Similarly, it is more plausible to invoke SOC if the forces driving a system away from equilibrium are known to act slowly in comparison with those allowing relaxation back towards it. The most precise mathematical formulations of SOC show it to hold in the limit in which this difference is large. Hence, natural systems that exhibit such a separation — forest fires again, but also the earthquake generating process — gain additional plausibility as likely true examples of SOC.

This timescale separation, Watkins and colleagues note, has recently made the notion of SOC increasingly popular in plasma physics, especially in the context of laboratory fusion plasmas and solar and magnetospheric physics. As driven, dissipative systems, many confined plasmas have the correct separation of timescales. They're driven slowly towards a threshold to instability, either by scientists in a laboratory, or by natural processes, and then respond rapidly in intermittent scale-invariant bursts. That the energy released by solar flares or in magnetospheric sub-storms fits power law distributions is intriguing; combined with the clear separation of scales, the SOC interpretation becomes more compelling.

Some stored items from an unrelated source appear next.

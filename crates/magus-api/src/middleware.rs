use axum::{
    extract::{Request, State},
    http::HeaderMap,
    middleware::Next,
    response::{IntoResponse, Redirect, Response},
};
use axum_extra::extract::CookieJar;
use tracing::{debug, error};

use crate::auth::AppState;
use crate::error::ApiError;

/// API guard: 401 unless the request carries a valid session. The verified
/// claims are handed to the handler as an extension.
pub async fn require_session(
    State(state): State<AppState>,
    jar: CookieJar,
    mut req: Request,
    next: Next,
) -> Result<Response, ApiError> {
    let claims = state
        .sessions
        .from_request(&jar, req.headers())
        .ok_or(ApiError::Unauthorized)?;

    req.extensions_mut().insert(claims);
    Ok(next.run(req).await)
}

/// Page guard: unauthenticated visitors are sent to the login page.
pub async fn require_page_session(
    State(state): State<AppState>,
    jar: CookieJar,
    req: Request,
    next: Next,
) -> Response {
    if state.sessions.from_request(&jar, req.headers()).is_none() {
        return Redirect::to("/login").into_response();
    }
    next.run(req).await
}

/// User administration guard for the API.
pub async fn require_admin(
    State(state): State<AppState>,
    jar: CookieJar,
    req: Request,
    next: Next,
) -> Result<Response, ApiError> {
    if !admin_allowed(&state, &jar, req.headers(), req.uri().path()).await {
        return Err(ApiError::Unauthorized);
    }
    Ok(next.run(req).await)
}

/// User administration guard for the management page.
pub async fn require_admin_page(
    State(state): State<AppState>,
    jar: CookieJar,
    req: Request,
    next: Next,
) -> Response {
    if !admin_allowed(&state, &jar, req.headers(), req.uri().path()).await {
        return Redirect::to("/login").into_response();
    }
    next.run(req).await
}

/// A signed-in user may administer accounts. While the store is empty
/// anyone may, so the first account can be created.
async fn admin_allowed(state: &AppState, jar: &CookieJar, headers: &HeaderMap, path: &str) -> bool {
    if state.sessions.from_request(jar, headers).is_some() {
        return true;
    }

    let db = state.db.clone();
    match crate::blocking(move || db.count_users()).await {
        Ok(0) => {
            debug!("Empty credential store, allowing bootstrap access to {}", path);
            true
        }
        Ok(_) => false,
        Err(e) => {
            error!("Failed to count users: {}", e);
            false
        }
    }
}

Another source of confusion over SOC, Watkins and colleagues argue, has been the sloppy use of the word critical. In what is probably the best known SOC model — the sand pile model — grains fall one by one in random locations on a growing pile, and trigger avalanches whenever a grain causes the local slope to surpass a critical threshold. In time, this model evolves towards a critical state characterized by a statistical equilibrium with large-scale fluctuations and a power law distribution of avalanche sizes. The word criticality correctly refers to this state of statistical equilibrium, not to the slope at any point on the pile, which is, after any avalanche, everywhere below the critical threshold. The sloppy use and interchange between these two uses of the term critical has led to many misinterpretations of SOC dynamics.

Watkins and colleagues quote a wonderful sentence from Philip Anderson, which perhaps best captures how the SOC idea should be seen. It's not quite a specific theory, as one might consider general relativity or the kinetic theory of gases. Rather, it's a more generally scheme for thinking about many systems out of equilibrium, which may come close to capturing many of their essential elements. “Self-organized criticality seems to me to be,” as Anderson put it, “not the right and unique solution to these and other similar problems, but to have paradigmatic value, as the kind of generalization which will characterize the next stage of physics.”

That seems about right. At times, no doubt, the importance of the idea has been overstated. Much of the controversy and confusion has been engendered by some sloppy thinking and over-enthusiasm by SOC supporters. But it remains an idea of enduring value.